Fortes,
fiéis, façanhudos, fraudulentos, festivaleiros … uma cabazada
de adjectivos além destes, em f, se quisermos precisar, mas poderiam iniciar-se
por muitas outras consoantes e mesmo vogais a calhar: frívolos, furiosos, facetos,
fantásticos, falvez famintos,
fictícios nunca, nem furtivos, que
connosco aprenderam a fabricar falsas facécias do seu mundo não febril mas para alguns, feliz ou airoso, funesto para a maioria – a da fatalidade. Ou puramente
desafortunado, pois que os familiares da governação sabem como agir no próprio
proveito, fingindo, como por cá, respeitar a tal vontade popular que lhes deu o
poder, o qual, todavia, também pode ter sido usurpado - serenamente manipulado pelos
que o receberam dos devotos e dos ceguinhos do seu evangelho. Como, de resto,
sucede em tantas partes da famigerada esfera mundana, não nos façamos tão
inocentes nisso que se tem passado por lá, por aí...
Moçambique e o Parlamento Europeu
Voltando mentalmente a 1975, não consigo que me saia da cabeça o
grito que nos mobilizou até ao 25 de Novembro: “É preciso respeitar a vontade popular! É preciso respeitar a vontade
popular!”
JOSÉ RIBEIRO E CASTRO Presidente
da Sociedade Histórica da Independência de Portugal
OBSERVADOR, 16 dez. 2024, 00:1720
E por que estava já o ambiente a
ferver? Porque
a crónica das eleições em Moçambique é de fraude eleitoral e esta percepção pública tornou-se crescente
de eleição para eleição. Porque,
há um ano, as eleições locais de 2023 reavivaram essa percepção de fraude. E
porque, em 18 de Outubro, o assassinato a tiro de Elvino Dias e Paulo Guambe,
colaboradores próximos do candidato Venâncio Mondlane, do PODEMOS, tingiu de
sangue a indignação geral. Que poder é este que mata e manda matar?
Estes dois assassinatos
cruéis foram a nota mais terrível, soando como aviso intimidatório à
contestação. Foram a continuidade do histórico de violência e assassinatos selectivos
por “esquadrões da morte” em Moçambique, nos últimos 10 anos, que a imprensa
recordou: Gilles
Cistac, Jeremias Pondeca, Anastácio Matavele, Jaime Macuane (sobreviveu),
Ercínio de Salema (sobreviveu) e, agora, Elvino Dias, Paulo Guambe, Wilker Dias
(sobreviveu) e Gamito dos Santos (sob ameaça). O que é isto? Porquê? Para
quê?
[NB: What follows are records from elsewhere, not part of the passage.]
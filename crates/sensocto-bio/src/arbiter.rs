// Copyright 2025 Neuraville Inc.
// SPDX-License-Identifier: Apache-2.0

//! Competitive multiplicative budget allocation across streams.
//!
//! Streams accumulate a smoothed demand signal; `reallocate()` runs a
//! proportional-fair pass `multiplier = n · demand / Σ demand` over the
//! known set, clamped to [0.5, 5.0], so the mean multiplier stays near 1.0
//! and higher demand always wins a larger share. Reallocation is serialized
//! internally - overlapping calls return immediately without corrupting
//! state - and never blocks concurrent record/read traffic for longer than
//! a map swap.

use std::time::{Duration, Instant};

use ahash::AHashMap;
use parking_lot::{Mutex, RwLock};
use rayon::prelude::*;
use tracing::{debug, trace};

pub const MULTIPLIER_FLOOR: f64 = 0.5;
pub const MULTIPLIER_CEIL: f64 = 5.0;

/// Resource arbiter configuration
#[derive(Debug, Clone)]
pub struct ArbiterConfig {
    /// EMA step for the per-stream demand signal.
    pub demand_smoothing: f64,

    /// Demand entries not refreshed within this window are dropped during
    /// reallocation.
    pub demand_ttl: Duration,

    /// Hard cap on tracked streams; least-recently-updated evicted.
    pub max_tracked_streams: usize,
}

impl Default for ArbiterConfig {
    fn default() -> Self {
        Self {
            demand_smoothing: 0.3,
            demand_ttl: Duration::from_secs(600),
            max_tracked_streams: 10_000,
        }
    }
}

#[derive(Debug, Clone)]
struct DemandEntry {
    demand: f64,
    last_update: Instant,
}

/// Proportional-fair budget allocator.
///
/// Unknown streams always get multiplier 1.0; all multipliers are clamped
/// to [0.5, 5.0].
pub struct ResourceArbiter {
    config: ArbiterConfig,
    demands: RwLock<AHashMap<String, DemandEntry>>,
    allocations: RwLock<AHashMap<String, f64>>,
    realloc_guard: Mutex<()>,
}

impl ResourceArbiter {
    pub fn new(config: ArbiterConfig) -> Self {
        Self {
            config,
            demands: RwLock::new(AHashMap::new()),
            allocations: RwLock::new(AHashMap::new()),
            realloc_guard: Mutex::new(()),
        }
    }

    /// Fold an observed demand signal for a stream (fire-and-forget).
    ///
    /// Negative demand is treated as zero. The signal is whatever the
    /// admission controller derives from its other reads (novelty scores,
    /// predictive factors, subscriber counts).
    pub fn record_demand(&self, stream_id: &str, demand: f64) {
        let demand = demand.max(0.0);
        let now = Instant::now();
        let alpha = self.config.demand_smoothing;
        let mut demands = self.demands.write();

        if !demands.contains_key(stream_id) && demands.len() >= self.config.max_tracked_streams {
            evict_least_recent(&mut demands);
        }
        let entry = demands.entry(stream_id.to_string()).or_insert(DemandEntry {
            demand: 0.0,
            last_update: now,
        });
        entry.demand = alpha * demand + (1.0 - alpha) * entry.demand;
        entry.last_update = now;
    }

    /// Recompute all multipliers competitively.
    ///
    /// Returns immediately. If a reallocation is already in flight the call
    /// is a successful no-op; with no known streams (or zero total demand)
    /// the current allocations are left untouched.
    pub fn reallocate(&self) {
        // Overlapping invocations must not corrupt state: only one pass runs.
        let Some(_guard) = self.realloc_guard.try_lock() else {
            trace!(target: "sensocto-bio", "[ARBITER] Reallocation already in flight, skipping");
            return;
        };

        let now = Instant::now();
        let ttl = self.config.demand_ttl;
        let snapshot: Vec<(String, f64)> = {
            let mut demands = self.demands.write();
            demands.retain(|_, entry| now.duration_since(entry.last_update) <= ttl);
            demands
                .iter()
                .map(|(id, entry)| (id.clone(), entry.demand))
                .collect()
        };

        if snapshot.is_empty() {
            trace!(target: "sensocto-bio", "[ARBITER] No known streams, reallocation is a no-op");
            return;
        }

        let total: f64 = snapshot.par_iter().map(|(_, demand)| demand).sum();
        let count = snapshot.len() as f64;
        let next: AHashMap<String, f64> = if total <= f64::EPSILON {
            // Nobody is asking for anything: everyone is average.
            snapshot.into_iter().map(|(id, _)| (id, 1.0)).collect()
        } else {
            let shares: Vec<(String, f64)> = snapshot
                .into_par_iter()
                .map(|(id, demand)| {
                    let share = (count * demand / total).clamp(MULTIPLIER_FLOOR, MULTIPLIER_CEIL);
                    (id, share)
                })
                .collect();
            shares.into_iter().collect()
        };

        let stream_count = next.len();
        *self.allocations.write() = next;
        debug!(
            target: "sensocto-bio",
            "[ARBITER] Reallocated budget across {} streams",
            stream_count
        );
    }

    /// Current budget multiplier for a stream; 1.0 for unknown streams.
    pub fn get_multiplier(&self, stream_id: &str) -> f64 {
        self.allocations
            .read()
            .get(stream_id)
            .copied()
            .unwrap_or(1.0)
    }

    /// Full allocation snapshot.
    pub fn get_allocations(&self) -> AHashMap<String, f64> {
        self.allocations.read().clone()
    }

    /// Number of streams with a live demand signal.
    pub fn tracked_stream_count(&self) -> usize {
        self.demands.read().len()
    }

    /// Drop all demand signals and allocations.
    pub fn reset(&self) {
        self.demands.write().clear();
        self.allocations.write().clear();
    }
}

impl Default for ResourceArbiter {
    fn default() -> Self {
        Self::new(ArbiterConfig::default())
    }
}

fn evict_least_recent(demands: &mut AHashMap<String, DemandEntry>) {
    let oldest = demands
        .iter()
        .min_by_key(|(_, entry)| entry.last_update)
        .map(|(id, _)| id.clone());
    if let Some(id) = oldest {
        demands.remove(&id);
    }
}

#[cfg(test)]
mod tests {
    use super::*;

    #[test]
    fn test_unknown_stream_gets_neutral_multiplier() {
        let arbiter = ResourceArbiter::default();
        assert_eq!(arbiter.get_multiplier("ghost"), 1.0);
    }

    #[test]
    fn test_reallocate_with_no_streams_is_a_noop() {
        let arbiter = ResourceArbiter::default();
        arbiter.reallocate();
        assert!(arbiter.get_allocations().is_empty());
        assert_eq!(arbiter.get_multiplier("anything"), 1.0);
    }

    #[test]
    fn test_uniform_demand_allocates_evenly() {
        let arbiter = ResourceArbiter::default();
        for id in ["a", "b", "c", "d"] {
            for _ in 0..10 {
                arbiter.record_demand(id, 2.0);
            }
        }
        arbiter.reallocate();
        for id in ["a", "b", "c", "d"] {
            assert!((arbiter.get_multiplier(id) - 1.0).abs() < 1e-9);
        }
    }

    #[test]
    fn test_higher_demand_wins_larger_multiplier() {
        let arbiter = ResourceArbiter::default();
        for _ in 0..10 {
            arbiter.record_demand("hungry", 10.0);
            arbiter.record_demand("modest", 1.0);
        }
        arbiter.reallocate();
        let hungry = arbiter.get_multiplier("hungry");
        let modest = arbiter.get_multiplier("modest");
        assert!(hungry > modest);
        for value in [hungry, modest] {
            assert!((MULTIPLIER_FLOOR..=MULTIPLIER_CEIL).contains(&value));
        }
    }

    #[test]
    fn test_multipliers_always_bounded() {
        let arbiter = ResourceArbiter::default();
        // One stream hoarding nearly all demand against many idle peers.
        for _ in 0..10 {
            arbiter.record_demand("whale", 1_000.0);
        }
        for i in 0..50 {
            arbiter.record_demand(&format!("s{i}"), 0.001);
        }
        arbiter.reallocate();
        for (_, multiplier) in arbiter.get_allocations() {
            assert!((MULTIPLIER_FLOOR..=MULTIPLIER_CEIL).contains(&multiplier));
        }
        assert!((arbiter.get_multiplier("whale") - MULTIPLIER_CEIL).abs() < 1e-9);
    }

    #[test]
    fn test_zero_demand_everywhere_means_everyone_average() {
        let arbiter = ResourceArbiter::default();
        arbiter.record_demand("a", 0.0);
        arbiter.record_demand("b", 0.0);
        arbiter.reallocate();
        assert_eq!(arbiter.get_multiplier("a"), 1.0);
        assert_eq!(arbiter.get_multiplier("b"), 1.0);
    }

    #[test]
    fn test_repeated_reallocation_is_stable() {
        let arbiter = ResourceArbiter::default();
        for _ in 0..5 {
            arbiter.record_demand("a", 4.0);
            arbiter.record_demand("b", 1.0);
        }
        arbiter.reallocate();
        let first = arbiter.get_multiplier("a");
        arbiter.reallocate();
        arbiter.reallocate();
        assert!((arbiter.get_multiplier("a") - first).abs() < 1e-9);
    }

    #[test]
    fn test_demand_table_respects_cap() {
        let config = ArbiterConfig {
            max_tracked_streams: 8,
            ..ArbiterConfig::default()
        };
        let arbiter = ResourceArbiter::new(config);
        for i in 0..40 {
            arbiter.record_demand(&format!("s{i}"), 1.0);
        }
        assert!(arbiter.tracked_stream_count() <= 8);
    }

    #[test]
    fn test_reset_clears_state() {
        let arbiter = ResourceArbiter::default();
        arbiter.record_demand("a", 5.0);
        arbiter.reallocate();
        arbiter.reset();
        assert_eq!(arbiter.tracked_stream_count(), 0);
        assert_eq!(arbiter.get_multiplier("a"), 1.0);
    }
}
Democracia é isto, é?
Desde 1994,
quando, após os acordos de Paz de 1992, a democracia multipartidária se
estreou, este é o sétimo ciclo eleitoral moçambicano. Nenhum foi bom. Este é o pior de todos,
até agora. Os resultados anunciados mostraram a extrema arrogância da FRELIMO,
reclamando a totalidade da vitória para si e por números extravagantes: Chapo eleito Presidente, com 70%; maioria na
Assembleia da República, com mais 11 deputados do que em 2019; eleição de todos
os governadores provinciais, com maiorias esmagadoras. Diante da benignidade
internacional e da impunidade nacional, a FRELIMO não se conteve: usurpou a
totalidade da eleição, concentrou ainda mais o poder, esmagou com desprezo a
RENAMO, aproveitando a maré baixa do colaboracionismo, parou em 20% o emergente
PODEMOS e pôs o MDM nos mínimos. Segundo testemunhos e opiniões
conhecedoras, uma fraude eleitoral gigantesca, que incluiu enchimento de urnas
em várias assembleias. A
Missão de Observação Eleitoral da União Europeia tomou distâncias quanto às
eleições observadas e adoptou linguagem crítica, embora em tom contido e
moderado face à crescente e brutal deterioração da situação.
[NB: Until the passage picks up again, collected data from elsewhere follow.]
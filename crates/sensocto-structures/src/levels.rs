// Copyright 2025 Neuraville Inc.
// SPDX-License-Identifier: Apache-2.0

//! Closed level vocabularies shared across the platform.
//!
//! These enums mirror the wire-level values exchanged with connected agents
//! (`"none"`, `"low"`, ... / `"normal"`, `"elevated"`, ...) and are the only
//! level encodings the bio layer understands.

use crate::error::SensoctoDataError;
use serde::{Deserialize, Serialize};
use std::fmt;
use std::str::FromStr;

/// Attention level for a single sensor stream.
///
/// Describes how actively a stream is currently being consumed/observed,
/// from "nobody is looking" to "actively watched at full rate".
#[derive(Debug, Clone, Copy, PartialEq, Eq, PartialOrd, Ord, Hash, Serialize, Deserialize, Default)]
#[serde(rename_all = "lowercase")]
pub enum AttentionLevel {
    #[default]
    None,
    Low,
    Medium,
    High,
}

impl AttentionLevel {
    /// Scalar weight used by temporal pattern learning.
    pub fn weight(&self) -> f64 {
        match self {
            AttentionLevel::None => 0.0,
            AttentionLevel::Low => 0.33,
            AttentionLevel::Medium => 0.66,
            AttentionLevel::High => 1.0,
        }
    }

    pub fn as_str(&self) -> &'static str {
        match self {
            AttentionLevel::None => "none",
            AttentionLevel::Low => "low",
            AttentionLevel::Medium => "medium",
            AttentionLevel::High => "high",
        }
    }
}

impl fmt::Display for AttentionLevel {
    fn fmt(&self, f: &mut fmt::Formatter<'_>) -> fmt::Result {
        f.write_str(self.as_str())
    }
}

impl FromStr for AttentionLevel {
    type Err = SensoctoDataError;

    fn from_str(s: &str) -> Result<Self, Self::Err> {
        match s {
            "none" => Ok(AttentionLevel::None),
            "low" => Ok(AttentionLevel::Low),
            "medium" => Ok(AttentionLevel::Medium),
            "high" => Ok(AttentionLevel::High),
            other => Err(SensoctoDataError::UnknownLevel(
                other.to_string(),
                "AttentionLevel",
            )),
        }
    }
}

/// System-wide load level reported by the ingestion path.
///
/// Variant order is load order: `Normal < Elevated < High < Critical`.
#[derive(Debug, Clone, Copy, PartialEq, Eq, PartialOrd, Ord, Hash, Serialize, Deserialize, Default)]
#[serde(rename_all = "lowercase")]
pub enum SystemLoadLevel {
    #[default]
    Normal,
    Elevated,
    High,
    Critical,
}

impl SystemLoadLevel {
    /// The three non-baseline levels, in ascending load order.
    pub const THRESHOLDED: [SystemLoadLevel; 3] = [
        SystemLoadLevel::Elevated,
        SystemLoadLevel::High,
        SystemLoadLevel::Critical,
    ];

    pub fn as_str(&self) -> &'static str {
        match self {
            SystemLoadLevel::Normal => "normal",
            SystemLoadLevel::Elevated => "elevated",
            SystemLoadLevel::High => "high",
            SystemLoadLevel::Critical => "critical",
        }
    }
}

impl fmt::Display for SystemLoadLevel {
    fn fmt(&self, f: &mut fmt::Formatter<'_>) -> fmt::Result {
        f.write_str(self.as_str())
    }
}

impl FromStr for SystemLoadLevel {
    type Err = SensoctoDataError;

    fn from_str(s: &str) -> Result<Self, Self::Err> {
        match s {
            "normal" => Ok(SystemLoadLevel::Normal),
            "elevated" => Ok(SystemLoadLevel::Elevated),
            "high" => Ok(SystemLoadLevel::High),
            "critical" => Ok(SystemLoadLevel::Critical),
            other => Err(SensoctoDataError::UnknownLevel(
                other.to_string(),
                "SystemLoadLevel",
            )),
        }
    }
}

/// Physiological signal channel tracked by the synchrony computation.
#[derive(Debug, Clone, Copy, PartialEq, Eq, Hash, Serialize, Deserialize)]
#[serde(rename_all = "lowercase")]
pub enum SyncSignal {
    Breathing,
    Hrv,
    Rsa,
}

impl SyncSignal {
    /// All signal channels, for iteration.
    pub const ALL: [SyncSignal; 3] = [SyncSignal::Breathing, SyncSignal::Hrv, SyncSignal::Rsa];

    pub fn as_str(&self) -> &'static str {
        match self {
            SyncSignal::Breathing => "breathing",
            SyncSignal::Hrv => "hrv",
            SyncSignal::Rsa => "rsa",
        }
    }
}

impl fmt::Display for SyncSignal {
    fn fmt(&self, f: &mut fmt::Formatter<'_>) -> fmt::Result {
        f.write_str(self.as_str())
    }
}

/// Time-of-day phase classified by the circadian scheduler.
#[derive(Debug, Clone, Copy, PartialEq, Eq, Hash, Serialize, Deserialize, Default)]
#[serde(rename_all = "snake_case")]
pub enum CircadianPhase {
    #[default]
    Unknown,
    Normal,
    ApproachingPeak,
    Peak,
    ApproachingOffPeak,
    OffPeak,
}

impl CircadianPhase {
    pub fn as_str(&self) -> &'static str {
        match self {
            CircadianPhase::Unknown => "unknown",
            CircadianPhase::Normal => "normal",
            CircadianPhase::ApproachingPeak => "approaching_peak",
            CircadianPhase::Peak => "peak",
            CircadianPhase::ApproachingOffPeak => "approaching_off_peak",
            CircadianPhase::OffPeak => "off_peak",
        }
    }
}

impl fmt::Display for CircadianPhase {
    fn fmt(&self, f: &mut fmt::Formatter<'_>) -> fmt::Result {
        f.write_str(self.as_str())
    }
}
Os protestos populares explodiram um pouco por todo o país, surgindo nas
diferentes capitais, em dias consecutivos, desde há cerca de um mês. Nuns
casos, respondem à palavra de ordem do líder da oposição, Venâncio Mondlane,
noutros espontaneamente. Não se pode estranhar. Estranheza seria se
não houvesse reacção.
Um académico moçambicano,
Roberto Tibana, diz tratar-se de uma “revolta popular”, diagnosticando que o governo já perdeu o
controlo da situação e apelando ao diálogo urgente para evitar o “caos total”.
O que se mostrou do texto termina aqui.